↓

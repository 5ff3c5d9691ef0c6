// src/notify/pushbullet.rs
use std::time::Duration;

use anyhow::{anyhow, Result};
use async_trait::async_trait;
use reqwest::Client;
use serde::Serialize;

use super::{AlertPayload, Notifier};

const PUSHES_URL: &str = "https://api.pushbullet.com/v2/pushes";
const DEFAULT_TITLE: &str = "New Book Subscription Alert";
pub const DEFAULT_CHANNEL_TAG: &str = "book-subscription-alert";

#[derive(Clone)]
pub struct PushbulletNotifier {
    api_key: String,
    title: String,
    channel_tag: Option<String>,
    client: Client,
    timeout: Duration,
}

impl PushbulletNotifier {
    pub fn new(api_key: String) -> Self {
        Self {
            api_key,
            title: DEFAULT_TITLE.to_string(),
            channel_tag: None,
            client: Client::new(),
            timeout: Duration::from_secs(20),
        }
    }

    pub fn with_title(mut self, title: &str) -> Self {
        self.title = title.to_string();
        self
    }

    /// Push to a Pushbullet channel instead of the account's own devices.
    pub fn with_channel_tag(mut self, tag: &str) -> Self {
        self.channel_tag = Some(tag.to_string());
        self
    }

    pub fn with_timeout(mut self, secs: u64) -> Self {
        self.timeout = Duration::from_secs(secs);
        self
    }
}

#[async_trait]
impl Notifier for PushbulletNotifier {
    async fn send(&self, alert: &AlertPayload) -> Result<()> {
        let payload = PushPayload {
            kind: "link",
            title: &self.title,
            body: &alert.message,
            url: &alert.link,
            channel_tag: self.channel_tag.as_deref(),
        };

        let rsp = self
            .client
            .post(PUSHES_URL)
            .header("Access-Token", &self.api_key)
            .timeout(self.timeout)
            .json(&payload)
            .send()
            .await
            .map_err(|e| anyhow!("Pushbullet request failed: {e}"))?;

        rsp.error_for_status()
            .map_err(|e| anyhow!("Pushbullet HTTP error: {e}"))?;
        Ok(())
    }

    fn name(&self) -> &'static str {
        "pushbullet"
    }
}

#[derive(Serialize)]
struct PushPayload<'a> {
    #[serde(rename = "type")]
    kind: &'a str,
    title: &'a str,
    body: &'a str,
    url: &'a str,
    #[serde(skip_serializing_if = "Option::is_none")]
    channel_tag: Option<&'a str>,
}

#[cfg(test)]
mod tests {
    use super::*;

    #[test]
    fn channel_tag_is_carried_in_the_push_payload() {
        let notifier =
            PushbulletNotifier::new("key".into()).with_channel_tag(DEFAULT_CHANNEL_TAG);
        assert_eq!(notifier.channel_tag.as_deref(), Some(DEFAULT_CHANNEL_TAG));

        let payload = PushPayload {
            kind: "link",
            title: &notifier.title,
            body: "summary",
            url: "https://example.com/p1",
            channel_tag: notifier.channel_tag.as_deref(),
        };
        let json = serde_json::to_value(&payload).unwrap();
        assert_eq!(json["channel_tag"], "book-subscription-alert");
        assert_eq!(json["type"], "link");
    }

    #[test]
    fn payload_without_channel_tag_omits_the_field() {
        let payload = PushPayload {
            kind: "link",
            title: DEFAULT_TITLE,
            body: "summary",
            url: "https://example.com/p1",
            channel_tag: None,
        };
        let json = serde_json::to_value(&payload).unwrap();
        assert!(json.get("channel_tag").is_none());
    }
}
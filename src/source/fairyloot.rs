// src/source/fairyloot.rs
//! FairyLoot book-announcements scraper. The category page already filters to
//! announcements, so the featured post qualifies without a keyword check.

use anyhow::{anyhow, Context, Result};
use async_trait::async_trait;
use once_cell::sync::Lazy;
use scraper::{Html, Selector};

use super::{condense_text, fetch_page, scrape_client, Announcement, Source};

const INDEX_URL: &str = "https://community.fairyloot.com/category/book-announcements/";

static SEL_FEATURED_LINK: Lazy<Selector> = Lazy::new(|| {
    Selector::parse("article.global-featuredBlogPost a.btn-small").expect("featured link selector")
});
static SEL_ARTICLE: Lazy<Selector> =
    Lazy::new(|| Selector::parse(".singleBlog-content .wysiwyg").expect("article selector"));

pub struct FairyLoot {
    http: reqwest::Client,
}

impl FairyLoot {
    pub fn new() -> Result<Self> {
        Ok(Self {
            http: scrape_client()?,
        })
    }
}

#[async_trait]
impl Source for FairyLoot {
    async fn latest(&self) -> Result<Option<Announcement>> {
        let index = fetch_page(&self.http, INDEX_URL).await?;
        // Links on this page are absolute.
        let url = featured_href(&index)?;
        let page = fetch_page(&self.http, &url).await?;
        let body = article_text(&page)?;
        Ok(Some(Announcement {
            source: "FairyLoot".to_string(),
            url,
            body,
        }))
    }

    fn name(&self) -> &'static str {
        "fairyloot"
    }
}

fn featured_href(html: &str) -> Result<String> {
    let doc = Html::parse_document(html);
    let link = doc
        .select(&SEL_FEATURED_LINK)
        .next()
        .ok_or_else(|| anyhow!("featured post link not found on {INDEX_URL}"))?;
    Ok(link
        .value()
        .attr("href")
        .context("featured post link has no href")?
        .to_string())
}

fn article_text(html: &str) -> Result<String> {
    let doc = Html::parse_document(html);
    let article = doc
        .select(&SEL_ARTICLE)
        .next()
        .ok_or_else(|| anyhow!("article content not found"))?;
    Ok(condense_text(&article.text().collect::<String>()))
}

↑

▶ Activity
Would you please copy all lines in the data that contain the word "https"?

▶ Response
const PUSHES_URL: &str = "https://api.pushbullet.com/v2/pushes";
            url: "https://example.com/p1",
            url: "https://example.com/p1",
const INDEX_URL: &str = "https://community.fairyloot.com/category/book-announcements/";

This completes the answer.